>>

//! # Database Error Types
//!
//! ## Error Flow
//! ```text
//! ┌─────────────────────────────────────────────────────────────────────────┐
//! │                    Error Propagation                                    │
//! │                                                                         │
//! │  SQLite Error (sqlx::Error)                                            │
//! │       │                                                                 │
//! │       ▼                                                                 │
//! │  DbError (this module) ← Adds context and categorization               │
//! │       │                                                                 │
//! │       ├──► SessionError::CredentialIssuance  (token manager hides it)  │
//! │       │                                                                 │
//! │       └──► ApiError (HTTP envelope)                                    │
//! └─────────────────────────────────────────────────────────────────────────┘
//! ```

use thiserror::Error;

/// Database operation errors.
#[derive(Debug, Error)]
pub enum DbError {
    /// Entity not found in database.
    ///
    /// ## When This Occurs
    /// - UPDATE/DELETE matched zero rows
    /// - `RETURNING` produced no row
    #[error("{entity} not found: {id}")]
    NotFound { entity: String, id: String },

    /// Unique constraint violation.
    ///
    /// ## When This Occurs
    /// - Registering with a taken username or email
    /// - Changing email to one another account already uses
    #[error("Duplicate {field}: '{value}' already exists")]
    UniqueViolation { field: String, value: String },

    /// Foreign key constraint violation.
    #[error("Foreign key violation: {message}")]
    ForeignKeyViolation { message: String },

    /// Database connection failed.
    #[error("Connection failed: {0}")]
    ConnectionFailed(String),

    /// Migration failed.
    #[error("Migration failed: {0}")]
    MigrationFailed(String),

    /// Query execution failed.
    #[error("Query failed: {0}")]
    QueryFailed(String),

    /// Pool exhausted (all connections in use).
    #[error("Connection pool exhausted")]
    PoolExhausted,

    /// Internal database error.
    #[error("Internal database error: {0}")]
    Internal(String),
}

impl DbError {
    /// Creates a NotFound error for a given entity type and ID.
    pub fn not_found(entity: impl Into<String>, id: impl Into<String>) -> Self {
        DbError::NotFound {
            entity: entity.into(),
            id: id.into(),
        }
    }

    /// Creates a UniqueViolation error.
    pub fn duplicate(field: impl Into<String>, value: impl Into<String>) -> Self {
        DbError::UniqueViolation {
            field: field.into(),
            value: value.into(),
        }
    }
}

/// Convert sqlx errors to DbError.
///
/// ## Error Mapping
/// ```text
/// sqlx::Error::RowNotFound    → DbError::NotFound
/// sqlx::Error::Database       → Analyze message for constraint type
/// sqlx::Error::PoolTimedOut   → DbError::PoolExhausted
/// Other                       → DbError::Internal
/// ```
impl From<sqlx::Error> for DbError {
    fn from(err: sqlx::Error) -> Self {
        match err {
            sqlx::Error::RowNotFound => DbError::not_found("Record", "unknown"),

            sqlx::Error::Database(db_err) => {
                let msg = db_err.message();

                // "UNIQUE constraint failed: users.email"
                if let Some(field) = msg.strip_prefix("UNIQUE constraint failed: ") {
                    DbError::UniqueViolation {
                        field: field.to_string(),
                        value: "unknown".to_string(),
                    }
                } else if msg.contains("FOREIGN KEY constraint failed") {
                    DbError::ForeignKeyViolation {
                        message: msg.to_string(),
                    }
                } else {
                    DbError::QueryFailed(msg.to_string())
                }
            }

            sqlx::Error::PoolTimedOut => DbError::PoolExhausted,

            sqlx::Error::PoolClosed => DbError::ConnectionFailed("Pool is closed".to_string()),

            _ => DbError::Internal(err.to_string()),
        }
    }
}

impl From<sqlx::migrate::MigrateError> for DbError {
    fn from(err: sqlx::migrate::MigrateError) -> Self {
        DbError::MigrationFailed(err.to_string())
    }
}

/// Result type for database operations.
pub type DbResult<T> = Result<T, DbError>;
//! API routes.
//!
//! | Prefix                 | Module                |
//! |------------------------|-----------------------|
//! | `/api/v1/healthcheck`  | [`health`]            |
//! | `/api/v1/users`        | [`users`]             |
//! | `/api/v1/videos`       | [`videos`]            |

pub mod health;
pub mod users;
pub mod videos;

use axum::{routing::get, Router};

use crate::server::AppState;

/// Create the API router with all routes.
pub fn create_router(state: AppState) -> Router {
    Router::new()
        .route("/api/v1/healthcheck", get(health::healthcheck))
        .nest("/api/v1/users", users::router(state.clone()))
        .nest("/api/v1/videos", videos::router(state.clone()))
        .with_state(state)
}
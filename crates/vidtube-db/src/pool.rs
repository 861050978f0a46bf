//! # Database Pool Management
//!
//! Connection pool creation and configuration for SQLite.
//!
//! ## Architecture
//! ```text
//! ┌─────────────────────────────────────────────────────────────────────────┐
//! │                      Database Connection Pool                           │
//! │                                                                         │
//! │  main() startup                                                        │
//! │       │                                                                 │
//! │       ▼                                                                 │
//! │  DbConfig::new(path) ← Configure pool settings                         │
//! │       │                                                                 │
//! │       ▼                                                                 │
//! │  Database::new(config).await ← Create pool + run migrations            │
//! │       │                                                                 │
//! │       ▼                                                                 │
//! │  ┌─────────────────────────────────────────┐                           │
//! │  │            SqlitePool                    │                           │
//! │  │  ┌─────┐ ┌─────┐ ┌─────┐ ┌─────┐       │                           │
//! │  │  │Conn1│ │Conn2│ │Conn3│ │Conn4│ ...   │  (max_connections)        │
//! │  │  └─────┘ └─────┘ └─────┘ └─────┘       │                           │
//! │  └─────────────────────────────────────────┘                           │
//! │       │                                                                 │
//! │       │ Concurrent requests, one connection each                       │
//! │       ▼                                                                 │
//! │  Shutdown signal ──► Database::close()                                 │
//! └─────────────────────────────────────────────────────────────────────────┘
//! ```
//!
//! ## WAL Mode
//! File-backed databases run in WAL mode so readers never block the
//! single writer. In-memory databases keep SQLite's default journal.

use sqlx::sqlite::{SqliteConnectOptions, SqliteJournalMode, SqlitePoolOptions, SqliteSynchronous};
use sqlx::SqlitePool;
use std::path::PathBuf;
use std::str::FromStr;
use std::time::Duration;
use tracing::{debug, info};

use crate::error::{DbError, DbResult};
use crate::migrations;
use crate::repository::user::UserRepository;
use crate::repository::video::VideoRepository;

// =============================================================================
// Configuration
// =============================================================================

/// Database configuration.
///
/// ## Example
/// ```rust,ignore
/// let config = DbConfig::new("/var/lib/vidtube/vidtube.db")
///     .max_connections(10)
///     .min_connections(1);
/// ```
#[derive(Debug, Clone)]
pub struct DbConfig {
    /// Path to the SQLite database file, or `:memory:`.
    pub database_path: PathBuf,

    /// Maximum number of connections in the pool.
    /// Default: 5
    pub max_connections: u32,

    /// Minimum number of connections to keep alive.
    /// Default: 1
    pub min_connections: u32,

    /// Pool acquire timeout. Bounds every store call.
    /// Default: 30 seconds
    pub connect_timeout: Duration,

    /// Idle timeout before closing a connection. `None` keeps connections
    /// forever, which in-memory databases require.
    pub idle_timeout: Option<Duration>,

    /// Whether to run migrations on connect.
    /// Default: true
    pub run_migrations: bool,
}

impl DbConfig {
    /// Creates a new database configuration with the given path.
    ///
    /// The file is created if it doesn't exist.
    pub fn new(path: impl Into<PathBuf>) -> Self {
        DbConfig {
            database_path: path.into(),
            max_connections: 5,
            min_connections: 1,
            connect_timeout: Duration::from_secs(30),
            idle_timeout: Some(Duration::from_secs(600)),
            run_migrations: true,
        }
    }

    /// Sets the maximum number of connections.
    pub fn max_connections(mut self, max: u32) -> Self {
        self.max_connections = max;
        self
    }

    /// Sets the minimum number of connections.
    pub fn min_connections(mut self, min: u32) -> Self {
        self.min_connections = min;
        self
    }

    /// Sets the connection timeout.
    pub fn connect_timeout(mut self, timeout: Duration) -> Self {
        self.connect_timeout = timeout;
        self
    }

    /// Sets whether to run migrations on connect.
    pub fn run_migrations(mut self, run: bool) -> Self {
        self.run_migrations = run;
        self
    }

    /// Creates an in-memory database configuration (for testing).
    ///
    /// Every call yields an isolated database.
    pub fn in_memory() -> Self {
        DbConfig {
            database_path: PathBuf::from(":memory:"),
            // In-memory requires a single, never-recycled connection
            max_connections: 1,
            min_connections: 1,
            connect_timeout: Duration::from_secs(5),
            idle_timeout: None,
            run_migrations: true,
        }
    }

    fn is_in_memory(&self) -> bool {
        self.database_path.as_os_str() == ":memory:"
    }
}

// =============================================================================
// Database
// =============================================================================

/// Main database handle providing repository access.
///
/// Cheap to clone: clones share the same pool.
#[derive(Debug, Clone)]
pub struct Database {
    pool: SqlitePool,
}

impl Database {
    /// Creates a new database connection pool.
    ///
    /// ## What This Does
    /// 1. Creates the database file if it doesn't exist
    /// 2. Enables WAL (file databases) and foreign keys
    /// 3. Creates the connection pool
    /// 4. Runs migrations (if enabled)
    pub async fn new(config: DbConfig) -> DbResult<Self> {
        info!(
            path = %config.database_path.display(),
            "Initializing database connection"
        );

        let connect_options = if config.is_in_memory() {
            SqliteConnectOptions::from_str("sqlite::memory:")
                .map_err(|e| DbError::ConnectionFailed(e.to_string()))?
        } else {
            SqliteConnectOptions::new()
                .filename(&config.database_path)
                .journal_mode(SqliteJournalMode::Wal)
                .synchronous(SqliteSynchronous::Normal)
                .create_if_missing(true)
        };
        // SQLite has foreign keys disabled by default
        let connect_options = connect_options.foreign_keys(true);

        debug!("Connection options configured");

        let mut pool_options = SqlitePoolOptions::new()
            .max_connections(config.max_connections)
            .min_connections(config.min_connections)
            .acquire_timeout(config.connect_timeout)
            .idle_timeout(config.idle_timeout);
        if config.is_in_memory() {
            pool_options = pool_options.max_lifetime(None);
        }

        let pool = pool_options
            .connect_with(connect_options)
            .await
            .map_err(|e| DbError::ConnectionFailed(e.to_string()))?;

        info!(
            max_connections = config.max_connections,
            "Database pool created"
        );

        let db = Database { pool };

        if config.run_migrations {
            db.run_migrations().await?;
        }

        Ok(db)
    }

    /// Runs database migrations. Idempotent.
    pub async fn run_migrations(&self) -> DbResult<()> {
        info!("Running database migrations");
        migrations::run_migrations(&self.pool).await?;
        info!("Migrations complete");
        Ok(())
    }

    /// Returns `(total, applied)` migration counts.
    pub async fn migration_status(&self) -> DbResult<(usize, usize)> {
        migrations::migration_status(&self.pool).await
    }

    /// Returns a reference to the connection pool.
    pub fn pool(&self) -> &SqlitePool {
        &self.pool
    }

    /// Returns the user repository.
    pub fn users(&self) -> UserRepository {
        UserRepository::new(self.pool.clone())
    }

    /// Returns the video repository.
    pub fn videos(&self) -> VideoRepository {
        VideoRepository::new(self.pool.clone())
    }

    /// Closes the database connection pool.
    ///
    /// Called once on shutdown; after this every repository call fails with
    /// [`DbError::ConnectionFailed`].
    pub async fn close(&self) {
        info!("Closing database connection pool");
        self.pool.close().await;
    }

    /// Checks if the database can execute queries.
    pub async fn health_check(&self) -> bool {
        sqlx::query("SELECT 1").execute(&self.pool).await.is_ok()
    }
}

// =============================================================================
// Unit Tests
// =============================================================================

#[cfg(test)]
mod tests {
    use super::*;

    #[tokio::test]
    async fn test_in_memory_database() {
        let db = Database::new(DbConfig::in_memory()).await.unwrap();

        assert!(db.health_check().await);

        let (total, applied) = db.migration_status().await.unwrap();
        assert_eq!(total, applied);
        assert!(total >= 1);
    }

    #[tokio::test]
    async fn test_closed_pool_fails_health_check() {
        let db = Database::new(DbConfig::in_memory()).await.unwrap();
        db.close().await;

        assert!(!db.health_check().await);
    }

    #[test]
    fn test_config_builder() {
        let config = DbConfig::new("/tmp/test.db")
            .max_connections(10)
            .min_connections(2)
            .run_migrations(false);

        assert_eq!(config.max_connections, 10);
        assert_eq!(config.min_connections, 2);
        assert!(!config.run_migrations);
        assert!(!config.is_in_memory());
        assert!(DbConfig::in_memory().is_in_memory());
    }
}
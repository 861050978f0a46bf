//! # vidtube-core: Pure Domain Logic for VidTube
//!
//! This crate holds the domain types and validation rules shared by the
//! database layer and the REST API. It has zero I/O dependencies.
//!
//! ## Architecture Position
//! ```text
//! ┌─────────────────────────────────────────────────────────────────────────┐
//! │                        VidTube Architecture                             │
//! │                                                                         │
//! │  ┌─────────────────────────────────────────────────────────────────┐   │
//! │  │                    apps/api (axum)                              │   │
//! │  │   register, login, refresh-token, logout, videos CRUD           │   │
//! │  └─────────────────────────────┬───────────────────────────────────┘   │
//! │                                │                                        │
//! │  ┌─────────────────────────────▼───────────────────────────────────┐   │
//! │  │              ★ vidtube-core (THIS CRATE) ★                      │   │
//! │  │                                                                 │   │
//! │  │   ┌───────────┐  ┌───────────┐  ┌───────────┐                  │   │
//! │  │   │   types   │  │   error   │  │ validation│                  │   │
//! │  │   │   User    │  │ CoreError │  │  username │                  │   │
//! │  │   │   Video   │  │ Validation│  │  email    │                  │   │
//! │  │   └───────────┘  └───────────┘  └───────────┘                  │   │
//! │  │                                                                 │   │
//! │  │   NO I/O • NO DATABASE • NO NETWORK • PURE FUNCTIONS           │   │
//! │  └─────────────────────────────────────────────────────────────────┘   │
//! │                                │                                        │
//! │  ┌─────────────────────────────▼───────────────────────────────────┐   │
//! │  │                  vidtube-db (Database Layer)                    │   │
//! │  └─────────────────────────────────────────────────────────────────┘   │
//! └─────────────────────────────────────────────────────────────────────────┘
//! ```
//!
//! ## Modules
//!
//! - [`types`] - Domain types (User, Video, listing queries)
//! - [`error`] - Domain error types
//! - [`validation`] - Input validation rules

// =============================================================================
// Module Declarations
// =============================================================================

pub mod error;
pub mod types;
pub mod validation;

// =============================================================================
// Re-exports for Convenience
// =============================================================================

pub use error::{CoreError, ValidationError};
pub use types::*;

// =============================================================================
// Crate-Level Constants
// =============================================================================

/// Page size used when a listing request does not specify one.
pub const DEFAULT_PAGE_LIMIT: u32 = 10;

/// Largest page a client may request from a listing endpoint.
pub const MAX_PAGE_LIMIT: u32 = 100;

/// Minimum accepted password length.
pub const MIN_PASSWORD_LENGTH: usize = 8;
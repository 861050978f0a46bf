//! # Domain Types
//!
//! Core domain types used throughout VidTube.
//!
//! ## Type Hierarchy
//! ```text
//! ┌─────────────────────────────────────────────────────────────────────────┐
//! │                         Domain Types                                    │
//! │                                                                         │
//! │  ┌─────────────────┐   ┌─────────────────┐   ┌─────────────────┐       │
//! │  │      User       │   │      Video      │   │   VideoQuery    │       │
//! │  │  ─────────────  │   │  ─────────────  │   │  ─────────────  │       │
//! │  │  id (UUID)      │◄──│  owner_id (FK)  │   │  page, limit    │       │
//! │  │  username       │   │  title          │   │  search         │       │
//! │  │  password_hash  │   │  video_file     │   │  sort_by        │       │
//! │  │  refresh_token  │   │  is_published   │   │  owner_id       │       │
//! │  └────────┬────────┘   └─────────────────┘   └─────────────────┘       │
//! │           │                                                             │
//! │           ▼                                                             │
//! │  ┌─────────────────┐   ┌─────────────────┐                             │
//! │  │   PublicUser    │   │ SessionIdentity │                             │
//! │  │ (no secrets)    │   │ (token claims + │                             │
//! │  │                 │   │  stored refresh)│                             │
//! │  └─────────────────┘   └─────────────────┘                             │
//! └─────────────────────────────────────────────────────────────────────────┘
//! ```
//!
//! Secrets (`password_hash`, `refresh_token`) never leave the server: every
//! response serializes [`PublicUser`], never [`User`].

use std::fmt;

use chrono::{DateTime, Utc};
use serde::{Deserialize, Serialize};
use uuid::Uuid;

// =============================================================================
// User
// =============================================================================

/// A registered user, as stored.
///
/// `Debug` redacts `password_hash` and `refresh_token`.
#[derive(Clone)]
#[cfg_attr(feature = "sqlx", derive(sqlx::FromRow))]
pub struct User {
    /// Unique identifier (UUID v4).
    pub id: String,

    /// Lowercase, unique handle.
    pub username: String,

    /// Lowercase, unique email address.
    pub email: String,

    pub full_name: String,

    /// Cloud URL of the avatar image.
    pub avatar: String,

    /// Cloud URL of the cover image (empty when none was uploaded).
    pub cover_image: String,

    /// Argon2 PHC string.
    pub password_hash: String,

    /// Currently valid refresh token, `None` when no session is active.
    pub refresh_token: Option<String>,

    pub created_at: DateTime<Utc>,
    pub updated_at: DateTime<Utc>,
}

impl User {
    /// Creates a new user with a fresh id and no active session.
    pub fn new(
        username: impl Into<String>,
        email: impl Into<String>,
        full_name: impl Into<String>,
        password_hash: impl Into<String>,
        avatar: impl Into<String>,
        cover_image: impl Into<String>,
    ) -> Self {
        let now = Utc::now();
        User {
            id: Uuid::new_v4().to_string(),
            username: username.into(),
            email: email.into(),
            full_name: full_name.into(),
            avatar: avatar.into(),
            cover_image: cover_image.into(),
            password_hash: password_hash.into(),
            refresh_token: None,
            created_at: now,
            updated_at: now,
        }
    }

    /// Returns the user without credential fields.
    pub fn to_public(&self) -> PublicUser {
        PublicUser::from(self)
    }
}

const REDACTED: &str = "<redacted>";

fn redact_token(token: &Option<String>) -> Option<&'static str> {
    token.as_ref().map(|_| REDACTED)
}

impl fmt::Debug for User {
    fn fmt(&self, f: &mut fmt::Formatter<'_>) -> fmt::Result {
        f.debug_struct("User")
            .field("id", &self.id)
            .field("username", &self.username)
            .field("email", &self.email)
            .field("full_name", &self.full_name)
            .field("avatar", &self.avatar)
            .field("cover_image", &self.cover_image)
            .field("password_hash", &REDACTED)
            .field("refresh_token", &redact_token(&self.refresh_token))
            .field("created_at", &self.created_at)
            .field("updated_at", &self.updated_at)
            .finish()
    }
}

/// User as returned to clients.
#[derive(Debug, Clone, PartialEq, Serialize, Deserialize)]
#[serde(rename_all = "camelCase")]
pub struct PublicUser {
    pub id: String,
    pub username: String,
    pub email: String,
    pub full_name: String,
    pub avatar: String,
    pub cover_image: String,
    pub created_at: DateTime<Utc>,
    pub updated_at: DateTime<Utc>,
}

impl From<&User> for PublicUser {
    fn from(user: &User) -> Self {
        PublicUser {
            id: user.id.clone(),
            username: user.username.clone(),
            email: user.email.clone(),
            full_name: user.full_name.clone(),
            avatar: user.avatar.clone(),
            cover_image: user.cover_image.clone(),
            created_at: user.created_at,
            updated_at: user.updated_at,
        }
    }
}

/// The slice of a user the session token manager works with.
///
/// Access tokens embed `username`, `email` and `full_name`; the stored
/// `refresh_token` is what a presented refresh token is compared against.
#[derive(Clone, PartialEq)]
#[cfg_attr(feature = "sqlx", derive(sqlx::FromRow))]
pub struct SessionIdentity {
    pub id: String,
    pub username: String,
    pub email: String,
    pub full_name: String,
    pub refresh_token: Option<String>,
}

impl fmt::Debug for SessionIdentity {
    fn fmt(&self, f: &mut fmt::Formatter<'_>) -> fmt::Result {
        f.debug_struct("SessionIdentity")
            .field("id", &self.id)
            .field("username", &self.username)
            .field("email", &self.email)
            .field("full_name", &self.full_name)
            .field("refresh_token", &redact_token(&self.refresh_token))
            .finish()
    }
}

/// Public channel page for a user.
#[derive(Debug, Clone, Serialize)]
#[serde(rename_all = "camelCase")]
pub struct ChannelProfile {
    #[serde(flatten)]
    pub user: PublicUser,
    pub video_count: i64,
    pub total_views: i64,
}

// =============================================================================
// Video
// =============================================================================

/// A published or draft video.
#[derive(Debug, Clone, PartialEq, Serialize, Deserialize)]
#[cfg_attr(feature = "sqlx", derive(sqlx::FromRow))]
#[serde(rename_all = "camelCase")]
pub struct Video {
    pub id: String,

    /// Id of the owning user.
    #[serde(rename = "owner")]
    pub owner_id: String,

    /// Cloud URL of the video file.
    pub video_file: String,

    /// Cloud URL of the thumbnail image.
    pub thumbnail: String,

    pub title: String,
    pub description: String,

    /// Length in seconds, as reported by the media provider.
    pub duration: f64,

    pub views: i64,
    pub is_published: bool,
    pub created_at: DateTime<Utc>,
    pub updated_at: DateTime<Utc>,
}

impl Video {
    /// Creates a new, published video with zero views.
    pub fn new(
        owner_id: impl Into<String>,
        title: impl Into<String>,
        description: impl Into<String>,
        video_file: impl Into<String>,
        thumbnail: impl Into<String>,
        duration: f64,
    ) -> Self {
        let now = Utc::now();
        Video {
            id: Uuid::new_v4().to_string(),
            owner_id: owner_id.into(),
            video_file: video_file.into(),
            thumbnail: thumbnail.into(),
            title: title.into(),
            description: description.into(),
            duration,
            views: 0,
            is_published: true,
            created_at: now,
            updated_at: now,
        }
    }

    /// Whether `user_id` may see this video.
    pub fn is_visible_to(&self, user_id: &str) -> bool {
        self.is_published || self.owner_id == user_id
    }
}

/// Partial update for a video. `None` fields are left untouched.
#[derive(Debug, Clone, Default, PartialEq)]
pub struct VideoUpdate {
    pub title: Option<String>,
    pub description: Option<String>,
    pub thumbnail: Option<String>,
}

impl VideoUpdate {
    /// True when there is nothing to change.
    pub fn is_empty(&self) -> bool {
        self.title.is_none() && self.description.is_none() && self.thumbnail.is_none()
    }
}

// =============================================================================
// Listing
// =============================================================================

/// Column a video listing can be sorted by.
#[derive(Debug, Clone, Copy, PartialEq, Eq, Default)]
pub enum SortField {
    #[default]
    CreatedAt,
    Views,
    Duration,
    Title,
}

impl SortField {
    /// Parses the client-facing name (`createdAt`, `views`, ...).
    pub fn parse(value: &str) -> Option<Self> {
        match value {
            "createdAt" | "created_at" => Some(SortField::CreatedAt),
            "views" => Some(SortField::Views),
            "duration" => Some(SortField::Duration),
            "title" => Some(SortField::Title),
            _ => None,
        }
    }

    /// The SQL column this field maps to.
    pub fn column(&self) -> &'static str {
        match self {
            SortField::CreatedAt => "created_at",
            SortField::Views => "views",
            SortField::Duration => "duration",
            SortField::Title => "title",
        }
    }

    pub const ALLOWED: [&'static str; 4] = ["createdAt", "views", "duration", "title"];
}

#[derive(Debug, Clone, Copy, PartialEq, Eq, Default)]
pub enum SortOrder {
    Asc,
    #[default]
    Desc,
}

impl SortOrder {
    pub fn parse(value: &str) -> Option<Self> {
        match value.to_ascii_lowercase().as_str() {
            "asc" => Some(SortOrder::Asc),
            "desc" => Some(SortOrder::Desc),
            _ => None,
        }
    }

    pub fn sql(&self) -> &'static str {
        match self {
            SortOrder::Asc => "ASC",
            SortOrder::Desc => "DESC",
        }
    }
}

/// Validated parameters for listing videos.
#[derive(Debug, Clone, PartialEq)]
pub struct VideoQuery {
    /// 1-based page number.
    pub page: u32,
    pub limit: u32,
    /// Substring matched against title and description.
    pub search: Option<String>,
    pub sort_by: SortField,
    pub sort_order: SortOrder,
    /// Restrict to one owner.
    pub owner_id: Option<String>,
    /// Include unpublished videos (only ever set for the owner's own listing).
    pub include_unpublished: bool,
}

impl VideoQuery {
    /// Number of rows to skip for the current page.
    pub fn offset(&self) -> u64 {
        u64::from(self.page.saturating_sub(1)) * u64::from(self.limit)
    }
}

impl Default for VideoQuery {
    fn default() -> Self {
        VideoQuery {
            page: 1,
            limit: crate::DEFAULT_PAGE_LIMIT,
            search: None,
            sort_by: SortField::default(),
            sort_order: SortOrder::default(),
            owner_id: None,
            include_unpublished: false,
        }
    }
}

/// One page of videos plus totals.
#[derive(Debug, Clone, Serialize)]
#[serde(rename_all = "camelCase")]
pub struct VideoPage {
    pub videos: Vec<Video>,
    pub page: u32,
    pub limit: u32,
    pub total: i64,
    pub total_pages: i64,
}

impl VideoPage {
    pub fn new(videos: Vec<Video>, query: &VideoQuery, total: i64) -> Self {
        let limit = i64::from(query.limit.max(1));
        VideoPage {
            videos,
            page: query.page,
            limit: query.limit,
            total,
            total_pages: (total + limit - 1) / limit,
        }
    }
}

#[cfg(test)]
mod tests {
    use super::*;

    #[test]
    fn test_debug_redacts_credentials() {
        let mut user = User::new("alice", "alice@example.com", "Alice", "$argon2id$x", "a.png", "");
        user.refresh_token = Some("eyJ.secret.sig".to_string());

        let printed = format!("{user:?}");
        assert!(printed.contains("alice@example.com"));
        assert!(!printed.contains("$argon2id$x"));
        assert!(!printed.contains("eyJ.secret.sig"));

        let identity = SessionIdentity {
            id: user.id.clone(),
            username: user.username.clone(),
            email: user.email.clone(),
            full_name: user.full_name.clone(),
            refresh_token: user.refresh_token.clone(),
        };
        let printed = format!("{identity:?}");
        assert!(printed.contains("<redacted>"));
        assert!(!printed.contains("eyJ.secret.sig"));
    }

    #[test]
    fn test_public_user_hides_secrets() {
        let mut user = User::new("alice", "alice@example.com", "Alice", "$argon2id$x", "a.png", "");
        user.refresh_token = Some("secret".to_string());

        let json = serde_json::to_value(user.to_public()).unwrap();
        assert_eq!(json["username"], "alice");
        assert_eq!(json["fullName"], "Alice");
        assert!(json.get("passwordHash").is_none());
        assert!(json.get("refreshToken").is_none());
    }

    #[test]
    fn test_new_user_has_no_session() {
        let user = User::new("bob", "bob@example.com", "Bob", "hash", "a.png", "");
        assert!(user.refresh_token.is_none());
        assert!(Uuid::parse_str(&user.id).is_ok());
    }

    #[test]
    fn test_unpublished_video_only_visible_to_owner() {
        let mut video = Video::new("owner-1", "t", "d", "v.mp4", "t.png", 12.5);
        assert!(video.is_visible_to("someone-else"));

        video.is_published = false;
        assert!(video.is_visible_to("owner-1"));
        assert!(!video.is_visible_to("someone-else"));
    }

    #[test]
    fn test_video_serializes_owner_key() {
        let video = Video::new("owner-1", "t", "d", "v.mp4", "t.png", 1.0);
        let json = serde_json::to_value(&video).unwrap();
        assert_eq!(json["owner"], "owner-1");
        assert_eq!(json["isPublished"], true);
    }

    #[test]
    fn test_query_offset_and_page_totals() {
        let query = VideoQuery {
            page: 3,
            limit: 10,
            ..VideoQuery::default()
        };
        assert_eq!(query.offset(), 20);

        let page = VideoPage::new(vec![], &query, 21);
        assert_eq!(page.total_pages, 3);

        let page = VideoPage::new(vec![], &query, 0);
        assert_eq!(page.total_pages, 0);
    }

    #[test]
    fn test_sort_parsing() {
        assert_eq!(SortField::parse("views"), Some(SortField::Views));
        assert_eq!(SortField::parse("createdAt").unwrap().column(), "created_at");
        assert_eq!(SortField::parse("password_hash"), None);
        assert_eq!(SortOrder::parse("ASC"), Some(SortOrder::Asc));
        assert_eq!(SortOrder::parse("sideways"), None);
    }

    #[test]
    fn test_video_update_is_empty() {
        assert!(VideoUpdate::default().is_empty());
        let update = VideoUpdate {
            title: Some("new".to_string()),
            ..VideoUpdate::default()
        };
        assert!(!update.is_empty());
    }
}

<<

Copy out, from the listing above, every line that contains the word "stored".

## Output
//! │  │                 │   │  stored refresh)│                             │
/// A registered user, as stored.
/// Access tokens embed `username`, `email` and `full_name`; the stored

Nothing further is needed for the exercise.